Aim of the exercise
Copy every line of the entries that has the string "None" in it.
....
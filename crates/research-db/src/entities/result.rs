use sea_orm::entity::prelude::*;
use serde::{Deserialize, Serialize};

/// A persisted, scored, deduplicated research hit (§3). `content_hash` is
/// unique; re-scoring/re-translation jobs update rows in place and never
/// delete (§3 ownership notes).
#[derive(Clone, Debug, PartialEq, DeriveEntityModel, Serialize, Deserialize)]
#[sea_orm(table_name = "results")]
pub struct Model {
    #[sea_orm(primary_key)]
    pub id: i64,
    pub failure_id: i64,
    pub title: String,
    pub description: String,
    pub url: String,
    pub provider_type: String,
    pub country: Option<String>,
    pub language: String,
    pub query: Option<String>,
    pub confidence_score: f64,
    pub occurrences: i32,
    pub origin_provider: String,
    #[sea_orm(unique)]
    pub content_hash: String,
    pub url_valid: bool,
    pub created_at: DateTimeUtc,
    pub updated_at: DateTimeUtc,
    pub title_pt: Option<String>,
    pub description_pt: Option<String>,
    pub title_en: Option<String>,
    pub description_en: Option<String>,
}

#[derive(Copy, Clone, Debug, EnumIter, DeriveRelation)]
pub enum Relation {
    #[sea_orm(
        belongs_to = "super::failure::Entity",
        from = "Column::FailureId",
        to = "super::failure::Column::Id"
    )]
    Failure,
}

impl Related<super::failure::Entity> for Entity {
    fn to() -> RelationDef {
        Relation::Failure.def()
    }
}

impl ActiveModelBehavior for ActiveModel {}

impl From<Model> for research_core::models::ResultRecord {
    fn from(model: Model) -> Self {
        Self {
            id: model.id,
            failure_id: model.failure_id,
            title: model.title,
            description: model.description,
            url: model.url,
            provider_type: model.provider_type,
            country: model.country,
            language: model.language,
            query: model.query,
            confidence_score: model.confidence_score,
            occurrences: model.occurrences,
            origin_provider: model.origin_provider,
            content_hash: model.content_hash,
            url_valid: model.url_valid,
            created_at: model.created_at,
            updated_at: model.updated_at,
            title_pt: model.title_pt,
            description_pt: model.description_pt,
            title_en: model.title_en,
            description_en: model.description_en,
        }
    }
}
//! Adaptive Search Executor (C9, §4.9).
//!
//! One queue item drives one run: iterate providers in order, stopping
//! early once the quality-of-set appraisal (C5) says so. The non-adaptive
//! path is this same loop with `min_calls = max_calls = |provider_order|`
//! and the quality check short-circuited (§11.3), so there is exactly one
//! executor, not two.

use std::sync::Arc;
use std::time::Duration;

use research_core::models::{ProviderCallStatus, SearchHit};
use research_core::scorer::{self, AppraisalInput, Recommendation};
use research_providers::SearchProvider;

#[derive(Debug, Clone, Copy, PartialEq, Eq)]
pub enum StopReason {
    QualityThresholdMet,
    MaybeAfterMinimum,
    MaxReached,
    ProvidersExhausted,
}

impl StopReason {
    pub fn as_str(&self) -> &'static str {
        match self {
            StopReason::QualityThresholdMet => "quality_threshold_met",
            StopReason::MaybeAfterMinimum => "maybe_after_minimum",
            StopReason::MaxReached => "max_reached",
            StopReason::ProvidersExhausted => "providers_exhausted",
        }
    }
}

pub struct ExecutorConfig {
    pub min_calls: usize,
    pub max_calls: usize,
    pub min_quality: f64,
    pub adaptive_enabled: bool,
    pub inter_call_delay: Duration,
}

impl ExecutorConfig {
    /// Non-adaptive mode expressed as the adaptive executor's degenerate
    /// case (§11.3): every configured provider is called, no early stop.
    pub fn non_adaptive(provider_count: usize, inter_call_delay: Duration) -> Self {
        Self {
            min_calls: provider_count,
            max_calls: provider_count,
            min_quality: 0.0,
            adaptive_enabled: false,
            inter_call_delay,
        }
    }
}

pub struct ExecutionOutcome {
    pub hits: Vec<SearchHit>,
    pub num_calls: usize,
    pub final_quality: f64,
    pub stop_reason: StopReason,
    /// One row per provider actually called this run (§11.1 history feed).
    pub call_log: Vec<(String, ProviderCallStatus)>,
}

/// Run C9 for one (query, language) pair against `providers` in order,
/// scoring accumulated hits against `query` as it goes so the appraisal can
/// reflect what's been gathered so far.
pub async fn run(
    providers: &[Arc<dyn SearchProvider>],
    query: &str,
    language: &str,
    max_results_per_call: usize,
    config: &ExecutorConfig,
) -> ExecutionOutcome {
    let mut hits = Vec::new();
    let mut call_log = Vec::new();
    let mut scored_so_far: Vec<AppraisalInput> = Vec::new();
    let mut calls_made = 0usize;
    let mut final_quality = 0.0;
    let mut stop_reason = StopReason::ProvidersExhausted;

    for provider in providers {
        if provider.is_degraded() {
            tracing::debug!(provider = provider.name(), "skipping degraded provider");
            continue;
        }

        let (mut new_hits, status) = provider.search(query, language, max_results_per_call).await;
        calls_made += 1;
        call_log.push((provider.name().to_string(), status));

        for hit in &new_hits {
            let score = scorer::score(
                &scorer::ScoreInput {
                    title: &hit.title,
                    description: &hit.description,
                    url: &hit.url,
                    query,
                    provider: provider.name(),
                    occurrences: 1,
                },
                None,
            );
            scored_so_far.push(AppraisalInput { score, provider: provider.name() });
        }
        hits.append(&mut new_hits);

        if calls_made >= config.max_calls {
            stop_reason = StopReason::MaxReached;
            break;
        }

        if config.adaptive_enabled && calls_made >= config.min_calls {
            let appraisal = scorer::appraise_quality(&scored_so_far, config.min_quality);
            final_quality = appraisal.overall_quality;
            match appraisal.recommendation {
                Recommendation::Stop => {
                    stop_reason = StopReason::QualityThresholdMet;
                    break;
                }
                Recommendation::Maybe if calls_made > config.min_calls => {
                    stop_reason = StopReason::MaybeAfterMinimum;
                    break;
                }
                _ => {}
            }
        }

        tokio::time::sleep(config.inter_call_delay).await;
    }

    if scored_so_far.is_empty() {
        final_quality = 0.0;
    } else if final_quality == 0.0 {
        let appraisal = scorer::appraise_quality(&scored_so_far, config.min_quality);
        final_quality = appraisal.overall_quality;
    }

    ExecutionOutcome { hits, num_calls: calls_made, final_quality, stop_reason, call_log }
}

#[cfg(test)]
mod tests {
    use super::*;
    use research_providers::mock::MockSearchProvider;

    fn hit(title: &str, provider: &str) -> SearchHit {
        SearchHit {
            title: title.to_string(),
            description: "credit access for startups and financing options".to_string(),
            url: "https://example.org/credit".to_string(),
            published_at: None,
            provider: provider.to_string(),
        }
    }

    #[tokio::test]
    async fn stops_early_when_quality_threshold_met() {
        let a: Arc<dyn SearchProvider> = Arc::new(
            MockSearchProvider::new("perplexity")
                .with_hits(vec![hit("startup credit financing guide", "perplexity"), hit("startup credit access", "perplexity")]),
        );
        let b: Arc<dyn SearchProvider> = Arc::new(MockSearchProvider::new("jina").with_hits(vec![hit("unrelated", "jina")]));
        let providers = vec![a, b];

        let config = ExecutorConfig {
            min_calls: 1,
            max_calls: 5,
            min_quality: 0.1,
            adaptive_enabled: true,
            inter_call_delay: Duration::from_millis(0),
        };

        let outcome = run(&providers, "startup credit financing", "en", 10, &config).await;
        assert_eq!(outcome.num_calls, 1);
        assert!(matches!(outcome.stop_reason, StopReason::QualityThresholdMet | StopReason::MaybeAfterMinimum));
    }

    #[tokio::test]
    async fn non_adaptive_calls_every_provider() {
        let a: Arc<dyn SearchProvider> = Arc::new(MockSearchProvider::new("perplexity").with_hits(vec![hit("x", "perplexity")]));
        let b: Arc<dyn SearchProvider> = Arc::new(MockSearchProvider::new("jina").with_hits(vec![hit("y", "jina")]));
        let providers = vec![a, b];

        let config = ExecutorConfig::non_adaptive(providers.len(), Duration::from_millis(0));
        let outcome = run(&providers, "startup credit", "en", 10, &config).await;
        assert_eq!(outcome.num_calls, 2);
        assert_eq!(outcome.stop_reason, StopReason::MaxReached);
    }

    #[tokio::test]
    async fn degraded_providers_are_skipped() {
        let a: Arc<dyn SearchProvider> = Arc::new(MockSearchProvider::new("perplexity").with_degraded(true));
        let b: Arc<dyn SearchProvider> = Arc::new(MockSearchProvider::new("jina").with_hits(vec![hit("x", "jina")]));
        let providers = vec![a, b];

        let config = ExecutorConfig::non_adaptive(providers.len(), Duration::from_millis(0));
        let outcome = run(&providers, "startup credit", "en", 10, &config).await;
        assert_eq!(outcome.num_calls, 1);
        assert_eq!(outcome.call_log[0].0, "jina");
    }
}
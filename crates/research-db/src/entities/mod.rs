pub mod failure;
pub mod history;
pub mod queue_item;
pub mod result;

pub use failure::Entity as FailureEntity;
pub use history::Entity as HistoryEntity;
pub use queue_item::Entity as QueueItemEntity;
pub use result::Entity as ResultEntity;
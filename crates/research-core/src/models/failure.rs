use serde::{Deserialize, Serialize};

/// A structured problem record that defines a research topic.
///
/// Failures are created out-of-band (by the prioritization surface this
/// crate does not implement) and are read-only to the pipeline.
#[derive(Debug, Clone, Serialize, Deserialize)]
pub struct Failure {
    pub id: i64,
    pub title: String,
    pub pillar: String,
    pub description: String,
    pub search_hint: Option<String>,
}

/// One of the query strings C7 derives from a [`Failure`], in one target
/// language. Not persisted as a first-class entity: it is carried inside a
/// [`crate::models::QueueItem`] once queued.
#[derive(Debug, Clone, Serialize, Deserialize)]
pub struct QueryVariant {
    pub failure_id: i64,
    pub text: String,
    pub language: String,
    pub variation_index: u8,
}
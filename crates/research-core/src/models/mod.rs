mod failure;
mod provider;
mod queue_item;
mod result;

pub use failure::*;
pub use provider::*;
pub use queue_item::*;
pub use result::*;
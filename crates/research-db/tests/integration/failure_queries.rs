use research_db::queries::FailureQueries;

use super::common::TestDb;

#[tokio::test]
async fn seed_and_find_round_trip() {
    let db = TestDb::new().await.unwrap();
    db.run_migrations().await.unwrap();

    let failure = FailureQueries::seed(
        db.connection(),
        "Limited access to credit".to_string(),
        "financial_inclusion".to_string(),
        "Smallholder farmers lack affordable credit lines".to_string(),
        Some("microcredit smallholder farmers".to_string()),
    )
    .await
    .unwrap();

    let found = FailureQueries::find_by_id(db.connection(), failure.id).await.unwrap();
    assert!(found.is_some());
    assert_eq!(found.unwrap().title, "Limited access to credit");
}

#[tokio::test]
async fn list_all_returns_every_seeded_failure() {
    let db = TestDb::new().await.unwrap();
    db.run_migrations().await.unwrap();

    for i in 0..3 {
        FailureQueries::seed(
            db.connection(),
            format!("Failure {i}"),
            "pillar".to_string(),
            "description".to_string(),
            None,
        )
        .await
        .unwrap();
    }

    let all = FailureQueries::list_all(db.connection()).await.unwrap();
    assert_eq!(all.len(), 3);
}
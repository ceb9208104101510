use sea_orm::entity::prelude::*;
use serde::{Deserialize, Serialize};

/// Read-mostly: failures are created out-of-band by the prioritization
/// surface this crate does not implement (§3). The pipeline only selects
/// from this table; it never inserts through the normal request path.
#[derive(Clone, Debug, PartialEq, Eq, DeriveEntityModel, Serialize, Deserialize)]
#[sea_orm(table_name = "failures")]
pub struct Model {
    #[sea_orm(primary_key)]
    pub id: i64,
    pub title: String,
    pub pillar: String,
    pub description: String,
    pub search_hint: Option<String>,
}

#[derive(Copy, Clone, Debug, EnumIter, DeriveRelation)]
pub enum Relation {
    #[sea_orm(has_many = "super::queue_item::Entity")]
    QueueItems,
    #[sea_orm(has_many = "super::result::Entity")]
    Results,
    #[sea_orm(has_many = "super::history::Entity")]
    History,
}

impl Related<super::queue_item::Entity> for Entity {
    fn to() -> RelationDef {
        Relation::QueueItems.def()
    }
}

impl Related<super::result::Entity> for Entity {
    fn to() -> RelationDef {
        Relation::Results.def()
    }
}

impl Related<super::history::Entity> for Entity {
    fn to() -> RelationDef {
        Relation::History.def()
    }
}

impl ActiveModelBehavior for ActiveModel {}

impl From<Model> for research_core::models::Failure {
    fn from(model: Model) -> Self {
        Self {
            id: model.id,
            title: model.title,
            pillar: model.pillar,
            description: model.description,
            search_hint: model.search_hint,
        }
    }
}
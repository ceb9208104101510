use sea_orm::entity::prelude::*;
use serde::{Deserialize, Serialize};

/// One unit of work for C10: a (failure, query variant, language, provider)
/// tuple with a lifecycle status (§3, §4.8).
#[derive(Clone, Debug, PartialEq, Eq, DeriveEntityModel, Serialize, Deserialize)]
#[sea_orm(table_name = "queue_items")]
pub struct Model {
    #[sea_orm(primary_key)]
    pub id: i64,
    pub failure_id: i64,
    pub query_text: String,
    pub language: String,
    pub provider: String,
    pub priority: i32,
    pub attempts: i32,
    pub max_attempts: i32,
    pub status: String, // pending | in_progress | done | error
    pub created_at: DateTimeUtc,
    pub claimed_at: Option<DateTimeUtc>,
}

#[derive(Copy, Clone, Debug, EnumIter, DeriveRelation)]
pub enum Relation {
    #[sea_orm(
        belongs_to = "super::failure::Entity",
        from = "Column::FailureId",
        to = "super::failure::Column::Id"
    )]
    Failure,
}

impl Related<super::failure::Entity> for Entity {
    fn to() -> RelationDef {
        Relation::Failure.def()
    }
}

impl ActiveModelBehavior for ActiveModel {}

impl From<Model> for research_core::models::QueueItem {
    fn from(model: Model) -> Self {
        let status = match model.status.as_str() {
            "pending" => research_core::models::QueueStatus::Pending,
            "in_progress" => research_core::models::QueueStatus::InProgress,
            "done" => research_core::models::QueueStatus::Done,
            "error" => research_core::models::QueueStatus::Error,
            _ => research_core::models::QueueStatus::Pending,
        };

        Self {
            id: model.id,
            failure_id: model.failure_id,
            query_text: model.query_text,
            language: model.language,
            provider: model.provider,
            priority: model.priority,
            attempts: model.attempts,
            max_attempts: model.max_attempts,
            status,
            created_at: model.created_at,
        }
    }
}
//! Shared adapter behavior (§4.1): URL denylisting, description truncation,
//! and the sticky degraded-mode latch. Every concrete adapter routes its raw
//! HTTP response through this harness instead of reimplementing the rules
//! itself.

use std::sync::atomic::{AtomicBool, Ordering};

use research_core::models::SearchHit;

/// Default cap on a hit's description length before it's handed to the
/// scorer/deduplicator.
pub const DEFAULT_DESCRIPTION_CAP: usize = 500;

const DENYLISTED_DOMAINS: &[&str] = &[
    "google.com",
    "google.com.br",
    "bing.com",
    "duckduckgo.com",
    "search.yahoo.com",
    "baidu.com",
    "yandex.com",
];

const PLACEHOLDER_MARKERS: &[&str] = &["example.com", "localhost", "lorem-ipsum"];

fn host_of(url: &str) -> Option<String> {
    url::Url::parse(url).ok().and_then(|u| u.host_str().map(|h| h.to_lowercase()))
}

/// Whether `url` points at a search engine's own result page or an obvious
/// placeholder, and should be dropped before the hit is ever scored.
pub fn is_denylisted(url: &str) -> bool {
    let Some(host) = host_of(url) else { return true };
    DENYLISTED_DOMAINS.iter().any(|d| host == *d || host.ends_with(&format!(".{d}")))
        || PLACEHOLDER_MARKERS.iter().any(|m| host.contains(m))
}

fn truncate(text: &str, cap: usize) -> String {
    if text.chars().count() <= cap {
        text.to_string()
    } else {
        text.chars().take(cap).collect()
    }
}

/// Filter out denylisted hits and truncate descriptions to `cap`.
pub fn finalize_hits(raw: Vec<SearchHit>, cap: usize) -> Vec<SearchHit> {
    raw.into_iter()
        .filter(|hit| !is_denylisted(&hit.url))
        .map(|mut hit| {
            hit.description = truncate(&hit.description, cap);
            hit
        })
        .collect()
}

/// Sticky per-adapter degraded flag (§4.1): set on 402/429, never cleared.
/// Process-local, no coordination across workers.
#[derive(Default)]
pub struct DegradedLatch {
    flag: AtomicBool,
}

impl DegradedLatch {
    pub fn new() -> Self {
        Self { flag: AtomicBool::new(false) }
    }

    pub fn set(&self) {
        self.flag.store(true, Ordering::Relaxed);
    }

    pub fn is_set(&self) -> bool {
        self.flag.load(Ordering::Relaxed)
    }
}

#[cfg(test)]
mod tests {
    use super::*;

    #[test]
    fn denylists_search_engine_domains() {
        assert!(is_denylisted("https://www.google.com/search?q=x"));
        assert!(is_denylisted("https://bing.com/search?q=x"));
        assert!(!is_denylisted("https://example.org/article"));
    }

    #[test]
    fn denylists_placeholder_domains() {
        assert!(is_denylisted("https://example.com/foo"));
    }

    #[test]
    fn truncates_long_descriptions() {
        let long = "a".repeat(1000);
        let hit = SearchHit {
            title: "t".to_string(),
            description: long,
            url: "https://real-site.org/page".to_string(),
            published_at: None,
            provider: "test".to_string(),
        };
        let out = finalize_hits(vec![hit], 100);
        assert_eq!(out[0].description.chars().count(), 100);
    }

    #[test]
    fn latch_is_sticky() {
        let latch = DegradedLatch::new();
        assert!(!latch.is_set());
        latch.set();
        assert!(latch.is_set());
        latch.set();
        assert!(latch.is_set());
    }
}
....
Task response
                None,
            published_at: None,
            None,
            published_at: None,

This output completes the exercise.